Aber eine lustige Krankheit ist das nicht. Kinderlähmung wird durch ein Virus übertragen, das eigentlich eine Magen-Darm-Infektion auslöst. Wie auch andere Durchfall-Viren (Noro zB) ist es höchst ansteckend. Dieses Virus kann auch Nervenzellen befallen und führt dann zu Lähmungen in verschiedenen Körperregionen. Manchmal gehen diese mit der Zeit wieder zurück, meistens bleiben aber Lähmungen. bestehen. Auch die Atemmuskulatur kann gelähmt werden. In diesem Fall muss man langfristig oder sogar sein Leben lang künstlich beatmet werden.
Kinderlähmung befällt nicht nur Kinder. Sie heisst einfach so, weil früher viele Menschen schon als Kind Kontakt mit dem Virus hatten. Je älter die infizierte Person ist, desto schwerer ist der Krankheitsverlauf (man kennt das zB auch von Masern).
1955 wurde die Impfung eingeführt, worauf die Kinderlähmung innert kürzester Zeit verschwand. Es gibt diese Krankheit heute nur noch in einigen asiatischen und afrikanischen Ländern, da dort eine Impfung aus religiösen oder politischen Gründen nicht alle Kinder erreicht. In Europa gab es in den letzten Jahren auch immer mal wieder Ausbrüche bei nicht geimpften Personen.
Wenn die Herdenimmunität nicht mehr gewährleistet wäre, also wenn sich immer weniger gegen Polio impfen lassen würden, dann wäre auch eine starke Verbreitung nicht auszuschliessen.

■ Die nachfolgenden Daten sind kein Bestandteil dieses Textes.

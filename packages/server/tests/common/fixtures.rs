//! Test fixtures for creating request bodies.

use serde_json::{json, Value};

/// A registration body with every field valid.
pub fn registration(name: &str, skills: &str, city: &str, whatsapp_number: &str) -> Value {
    json!({
        "name": name,
        "skills": skills,
        "city": city,
        "whatsapp_number": whatsapp_number,
    })
}

/// The canonical example registration.
pub fn ahmad() -> Value {
    registration("Ahmad", "Listrik", "Jakarta", "08123456789")
}
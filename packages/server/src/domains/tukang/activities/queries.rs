//! Tukang query activities

use serde_json::Value;
use tracing::debug;

use crate::domains::tukang::errors::{TukangError, TukangResult};
use crate::domains::tukang::models::{Tukang, TUKANG_COLLECTION};
use crate::kernel::{Document, ServerDeps};

fn created_at_key(document: &Document) -> &str {
    document
        .get("created_at")
        .and_then(Value::as_str)
        .unwrap_or("")
}

/// Order documents newest first by their `created_at` text.
///
/// Missing timestamps count as `""` and sink to the end. Input is expected in
/// insertion order; equal timestamps come out most recently inserted first.
pub fn sort_newest_first(mut documents: Vec<Document>) -> Vec<Document> {
    documents.reverse();
    documents.sort_by(|a, b| created_at_key(b).cmp(created_at_key(a)));
    documents
}

/// Every registered tukang, newest first. Reads the store on every call.
pub async fn list_tukang(deps: &ServerDeps) -> TukangResult<Vec<Tukang>> {
    let documents = deps.store.find_all(TUKANG_COLLECTION).await?;
    debug!(count = documents.len(), "Listing tukang");

    sort_newest_first(documents)
        .into_iter()
        .map(|doc| Tukang::from_document(doc).map_err(TukangError::from))
        .collect()
}

/// A single tukang by exact id.
pub async fn get_tukang(id: &str, deps: &ServerDeps) -> TukangResult<Tukang> {
    debug!(tukang_id = %id, "Fetching tukang");

    let document = deps
        .store
        .find_one(TUKANG_COLLECTION, id)
        .await?
        .ok_or(TukangError::NotFound)?;

    Ok(Tukang::from_document(document)?)
}
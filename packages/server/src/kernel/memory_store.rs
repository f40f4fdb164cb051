//! In-process document store.
//!
//! Used by tests and local tooling; same contract as the Postgres adapter.

use async_trait::async_trait;
use std::collections::HashMap;
use std::sync::Mutex;

use super::traits::{document_key, BaseDocumentStore, Document, StorageError};

#[derive(Default)]
pub struct InMemoryDocumentStore {
    // Each collection is kept in insertion order.
    collections: Mutex<HashMap<String, Vec<Document>>>,
}

impl InMemoryDocumentStore {
    pub fn new() -> Self {
        Self::default()
    }

    /// Number of documents currently held in `collection`.
    pub fn len(&self, collection: &str) -> usize {
        self.collections
            .lock()
            .unwrap_or_else(|poisoned| poisoned.into_inner())
            .get(collection)
            .map_or(0, Vec::len)
    }

    pub fn is_empty(&self, collection: &str) -> bool {
        self.len(collection) == 0
    }

    /// Insert a document without key checks, e.g. to seed legacy or corrupt data.
    pub fn seed(&self, collection: &str, document: Document) {
        self.collections
            .lock()
            .unwrap_or_else(|poisoned| poisoned.into_inner())
            .entry(collection.to_string())
            .or_default()
            .push(document);
    }
}

#[async_trait]
impl BaseDocumentStore for InMemoryDocumentStore {
    async fn insert_one(&self, collection: &str, document: Document) -> Result<(), StorageError> {
        let id = document_key(&document)
            .ok_or(StorageError::MissingKey)?
            .to_string();

        let mut collections = self
            .collections
            .lock()
            .unwrap_or_else(|poisoned| poisoned.into_inner());
        let documents = collections.entry(collection.to_string()).or_default();

        if documents.iter().any(|doc| document_key(doc) == Some(id.as_str())) {
            return Err(StorageError::DuplicateKey(id));
        }

        documents.push(document);
        Ok(())
    }

    async fn find_all(&self, collection: &str) -> Result<Vec<Document>, StorageError> {
        let collections = self
            .collections
            .lock()
            .unwrap_or_else(|poisoned| poisoned.into_inner());
        Ok(collections.get(collection).cloned().unwrap_or_default())
    }

    async fn find_one(&self, collection: &str, id: &str) -> Result<Option<Document>, StorageError> {
        let collections = self
            .collections
            .lock()
            .unwrap_or_else(|poisoned| poisoned.into_inner());
        Ok(collections
            .get(collection)
            .and_then(|docs| docs.iter().find(|doc| document_key(doc) == Some(id)))
            .cloned())
    }

    async fn delete_one(&self, collection: &str, id: &str) -> Result<u64, StorageError> {
        let mut collections = self
            .collections
            .lock()
            .unwrap_or_else(|poisoned| poisoned.into_inner());
        let Some(documents) = collections.get_mut(collection) else {
            return Ok(0);
        };

        match documents
            .iter()
            .position(|doc| document_key(doc) == Some(id))
        {
            Some(index) => {
                documents.remove(index);
                Ok(1)
            }
            None => Ok(0),
        }
    }
}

Oder Pneumokokken. Sie verursachen verschiedene Krankheiten, wovon die bakterielle Hirnhautentzündung wohl die schlimmste ist, aber auch Blutvergiftung und Lungenentzündung. Jährlich erkranken in der Schweiz etwa 70 Kleinkinder an einer schweren Pneumokokken-Infektion, zwei davon sterben im Durchschnitt. Natürlich ist das eine kleine Anzahl, aber für die Betroffenen ist das natürlich sehr schlimm.
Eine Erkrankung kann einen sehr schweren Verlauf nehmen und unter Umständen zum Tod oder zu einer bleibenden Behinderung führen. Tatsächlich gibt es viele Menschen mit geistigen Einschränkungen, die diese aufgrund einer Hirnhautentzündung haben.

So. Eigentlich hatte ich nicht vor, so tief ins Thema Viren und Impfungen hinein zu tauchen, aber ich fand das gerade sehr interessant.

Aber wir waren ja bei den heiklen Themen. Erziehung und Impfen habe ich bereits genannt und ausführlich darüber geschrieben. Ich erlebe momentan aber auch, dass die Corona-Situation auch ein heikles Thema ist bzw. der Umgang damit (oder mit den schützenden Massnahmen).
Ich persönlich finde, dass es durchaus einen vernünftigen Umgang mit all dem gibt. Ohne Angst oder Panik, aber dennoch mit Rücksicht.

Da, wo Meinungen auseinander gehen, ist unsere Toleranz und unser Verständnis gefragt und dabei darf man nicht vergessen, dass Verständnis nicht EINverständnis bedeutet, sondern einfach nur, dass auch eine andere Meinung okay ist.